§ WHAT TO DO
Set down the data that follows, exactly and completely.

DATA SECTION START

use core::str::FromStr;

use chrono::{DateTime, Utc};
use serde::{Deserialize, Serialize};
use serde_json::Value as JsonValue;

use amo_core::{AlertId, DomainError, DomainResult, Entity, UserId};

#[derive(Debug, Copy, Clone, PartialEq, Eq, Hash, Serialize, Deserialize)]
#[serde(rename_all = "SCREAMING_SNAKE_CASE")]
pub enum AlertType {
    Info,
    Warning,
    Error,
    Success,
}

impl AlertType {
    pub fn as_str(&self) -> &'static str {
        match self {
            AlertType::Info => "INFO",
            AlertType::Warning => "WARNING",
            AlertType::Error => "ERROR",
            AlertType::Success => "SUCCESS",
        }
    }

    fn default_title(&self) -> &'static str {
        match self {
            AlertType::Info => "Information",
            AlertType::Warning => "Warning",
            AlertType::Error => "Error",
            AlertType::Success => "Success",
        }
    }
}

impl FromStr for AlertType {
    type Err = DomainError;

    fn from_str(s: &str) -> Result<Self, Self::Err> {
        match s.trim().to_ascii_uppercase().as_str() {
            "INFO" => Ok(AlertType::Info),
            "WARNING" => Ok(AlertType::Warning),
            "ERROR" => Ok(AlertType::Error),
            "SUCCESS" => Ok(AlertType::Success),
            _ => Err(DomainError::validation("Invalid alert type")),
        }
    }
}

#[derive(Debug, Copy, Clone, PartialEq, Eq, Hash, Serialize, Deserialize)]
#[serde(rename_all = "SCREAMING_SNAKE_CASE")]
pub enum AlertStatus {
    Active,
    Resolved,
    Dismissed,
}

impl AlertStatus {
    pub fn as_str(&self) -> &'static str {
        match self {
            AlertStatus::Active => "ACTIVE",
            AlertStatus::Resolved => "RESOLVED",
            AlertStatus::Dismissed => "DISMISSED",
        }
    }
}

impl FromStr for AlertStatus {
    type Err = DomainError;

    fn from_str(s: &str) -> Result<Self, Self::Err> {
        match s.trim() {
            "ACTIVE" => Ok(AlertStatus::Active),
            "RESOLVED" => Ok(AlertStatus::Resolved),
            "DISMISSED" => Ok(AlertStatus::Dismissed),
            _ => Err(DomainError::validation("Invalid alert status")),
        }
    }
}

#[derive(Debug, Clone, PartialEq, Serialize, Deserialize)]
#[serde(rename_all = "camelCase")]
pub struct Alert {
    pub id: AlertId,
    #[serde(rename = "type")]
    pub alert_type: AlertType,
    pub title: String,
    pub message: String,
    pub data: Option<JsonValue>,
    pub status: AlertStatus,
    pub response: Option<String>,
    pub user_id: UserId,
    pub created_at: DateTime<Utc>,
    pub updated_at: DateTime<Utc>,
    pub resolved_at: Option<DateTime<Utc>>,
}

impl Alert {
    pub fn raise(
        raised_by: UserId,
        alert_type: AlertType,
        title: Option<&str>,
        message: &str,
        data: Option<JsonValue>,
        now: DateTime<Utc>,
    ) -> DomainResult<Self> {
        let message = message.trim();
        if message.is_empty() {
            return Err(DomainError::validation("message is required"));
        }
        let title = title
            .map(str::trim)
            .filter(|t| !t.is_empty())
            .unwrap_or(alert_type.default_title());

        Ok(Self {
            id: AlertId::new(),
            alert_type,
            title: title.to_string(),
            message: message.to_string(),
            data,
            status: AlertStatus::Active,
            response: None,
            user_id: raised_by,
            created_at: now,
            updated_at: now,
            resolved_at: None,
        })
    }

    /// Operator response. Resolving stamps `resolved_at`; reopening clears it.
    pub fn respond(&mut self, status: AlertStatus, response: Option<String>, now: DateTime<Utc>) {
        match status {
            AlertStatus::Resolved if self.resolved_at.is_none() => self.resolved_at = Some(now),
            AlertStatus::Active => self.resolved_at = None,
            _ => {}
        }
        self.status = status;
        if let Some(response) = response.filter(|r| !r.trim().is_empty()) {
            self.response = Some(response);
        }
        self.updated_at = now;
    }
}

impl Entity for Alert {
    type Id = AlertId;

    fn id(&self) -> &Self::Id {
        &self.id
    }

    fn created_at(&self) -> DateTime<Utc> {
        self.created_at
    }
}

#[cfg(test)]
mod tests {
    use super::*;

    #[test]
    fn raise_defaults_title_and_requires_message() {
        let now = Utc::now();
        let a = Alert::raise(UserId::new(), AlertType::Warning, None, "Disk almost full", None, now).unwrap();
        assert_eq!(a.title, "Warning");
        assert_eq!(a.status, AlertStatus::Active);
        assert!(Alert::raise(UserId::new(), AlertType::Info, None, "  ", None, now).is_err());
    }

    #[test]
    fn resolving_stamps_once_and_reopen_clears() {
        let now = Utc::now();
        let mut a = Alert::raise(UserId::new(), AlertType::Error, Some("Sync"), "failed", None, now).unwrap();
        a.respond(AlertStatus::Resolved, Some("restarted".into()), now);
        let stamped = a.resolved_at;
        assert!(stamped.is_some());
        a.respond(AlertStatus::Resolved, None, now + chrono::Duration::minutes(5));
        assert_eq!(a.resolved_at, stamped);
        assert_eq!(a.response.as_deref(), Some("restarted"));
        a.respond(AlertStatus::Active, None, now);
        assert!(a.resolved_at.is_none());
    }

    #[test]
    fn type_parsing_is_case_insensitive() {
        assert_eq!("warning".parse::<AlertType>().unwrap(), AlertType::Warning);
        assert!("PANIC".parse::<AlertType>().is_err());
    }
}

DATA SECTION END

§ EXERCISE RESPONSE
use core::str::FromStr;

use chrono::{DateTime, Utc};
use serde::{Deserialize, Serialize};
use serde_json::Value as JsonValue;

use amo_core::{AlertId, DomainError, DomainResult, Entity, UserId};

#[derive(Debug, Copy, Clone, PartialEq, Eq, Hash, Serialize, Deserialize)]
#[serde(rename_all = "SCREAMING_SNAKE_CASE")]
pub enum AlertType {
    Info,
    Warning,
    Error,
    Success,
}

impl AlertType {
    pub fn as_str(&self) -> &'static str {
        match self {
            AlertType::Info => "INFO",
            AlertType::Warning => "WARNING",
            AlertType::Error => "ERROR",
            AlertType::Success => "SUCCESS",
        }
    }

    fn default_title(&self) -> &'static str {
        match self {
            AlertType::Info => "Information",
            AlertType::Warning => "Warning",
            AlertType::Error => "Error",
            AlertType::Success => "Success",
        }
    }
}

impl FromStr for AlertType {
    type Err = DomainError;

    fn from_str(s: &str) -> Result<Self, Self::Err> {
        match s.trim().to_ascii_uppercase().as_str() {
            "INFO" => Ok(AlertType::Info),
            "WARNING" => Ok(AlertType::Warning),
            "ERROR" => Ok(AlertType::Error),
            "SUCCESS" => Ok(AlertType::Success),
            _ => Err(DomainError::validation("Invalid alert type")),
        }
    }
}

#[derive(Debug, Copy, Clone, PartialEq, Eq, Hash, Serialize, Deserialize)]
#[serde(rename_all = "SCREAMING_SNAKE_CASE")]
pub enum AlertStatus {
    Active,
    Resolved,
    Dismissed,
}

impl AlertStatus {
    pub fn as_str(&self) -> &'static str {
        match self {
            AlertStatus::Active => "ACTIVE",
            AlertStatus::Resolved => "RESOLVED",
            AlertStatus::Dismissed => "DISMISSED",
        }
    }
}

impl FromStr for AlertStatus {
    type Err = DomainError;

    fn from_str(s: &str) -> Result<Self, Self::Err> {
        match s.trim() {
            "ACTIVE" => Ok(AlertStatus::Active),
            "RESOLVED" => Ok(AlertStatus::Resolved),
            "DISMISSED" => Ok(AlertStatus::Dismissed),
            _ => Err(DomainError::validation("Invalid alert status")),
        }
    }
}

#[derive(Debug, Clone, PartialEq, Serialize, Deserialize)]
#[serde(rename_all = "camelCase")]
pub struct Alert {
    pub id: AlertId,
    #[serde(rename = "type")]
    pub alert_type: AlertType,
    pub title: String,
    pub message: String,
    pub data: Option<JsonValue>,
    pub status: AlertStatus,
    pub response: Option<String>,
    pub user_id: UserId,
    pub created_at: DateTime<Utc>,
    pub updated_at: DateTime<Utc>,
    pub resolved_at: Option<DateTime<Utc>>,
}

impl Alert {
    pub fn raise(
        raised_by: UserId,
        alert_type: AlertType,
        title: Option<&str>,
        message: &str,
        data: Option<JsonValue>,
        now: DateTime<Utc>,
    ) -> DomainResult<Self> {
        let message = message.trim();
        if message.is_empty() {
            return Err(DomainError::validation("message is required"));
        }
        let title = title
            .map(str::trim)
            .filter(|t| !t.is_empty())
            .unwrap_or(alert_type.default_title());

        Ok(Self {
            id: AlertId::new(),
            alert_type,
            title: title.to_string(),
            message: message.to_string(),
            data,
            status: AlertStatus::Active,
            response: None,
            user_id: raised_by,
            created_at: now,
            updated_at: now,
            resolved_at: None,
        })
    }

    /// Operator response. Resolving stamps `resolved_at`; reopening clears it.
    pub fn respond(&mut self, status: AlertStatus, response: Option<String>, now: DateTime<Utc>) {
        match status {
            AlertStatus::Resolved if self.resolved_at.is_none() => self.resolved_at = Some(now),
            AlertStatus::Active => self.resolved_at = None,
            _ => {}
        }
        self.status = status;
        if let Some(response) = response.filter(|r| !r.trim().is_empty()) {
            self.response = Some(response);
        }
        self.updated_at = now;
    }
}

impl Entity for Alert {
    type Id = AlertId;

    fn id(&self) -> &Self::Id {
        &self.id
    }

    fn created_at(&self) -> DateTime<Utc> {
        self.created_at
    }
}

#[cfg(test)]
mod tests {
    use super::*;

    #[test]
    fn raise_defaults_title_and_requires_message() {
        let now = Utc::now();
        let a = Alert::raise(UserId::new(), AlertType::Warning, None, "Disk almost full", None, now).unwrap();
        assert_eq!(a.title, "Warning");
        assert_eq!(a.status, AlertStatus::Active);
        assert!(Alert::raise(UserId::new(), AlertType::Info, None, "  ", None, now).is_err());
    }

    #[test]
    fn resolving_stamps_once_and_reopen_clears() {
        let now = Utc::now();
        let mut a = Alert::raise(UserId::new(), AlertType::Error, Some("Sync"), "failed", None, now).unwrap();
        a.respond(AlertStatus::Resolved, Some("restarted".into()), now);
        let stamped = a.resolved_at;
        assert!(stamped.is_some());
        a.respond(AlertStatus::Resolved, None, now + chrono::Duration::minutes(5));
        assert_eq!(a.resolved_at, stamped);
        assert_eq!(a.response.as_deref(), Some("restarted"));
        a.respond(AlertStatus::Active, None, now);
        assert!(a.resolved_at.is_none());
    }

    #[test]
    fn type_parsing_is_case_insensitive() {
        assert_eq!("warning".parse::<AlertType>().unwrap(), AlertType::Warning);
        assert!("PANIC".parse::<AlertType>().is_err());
    }
}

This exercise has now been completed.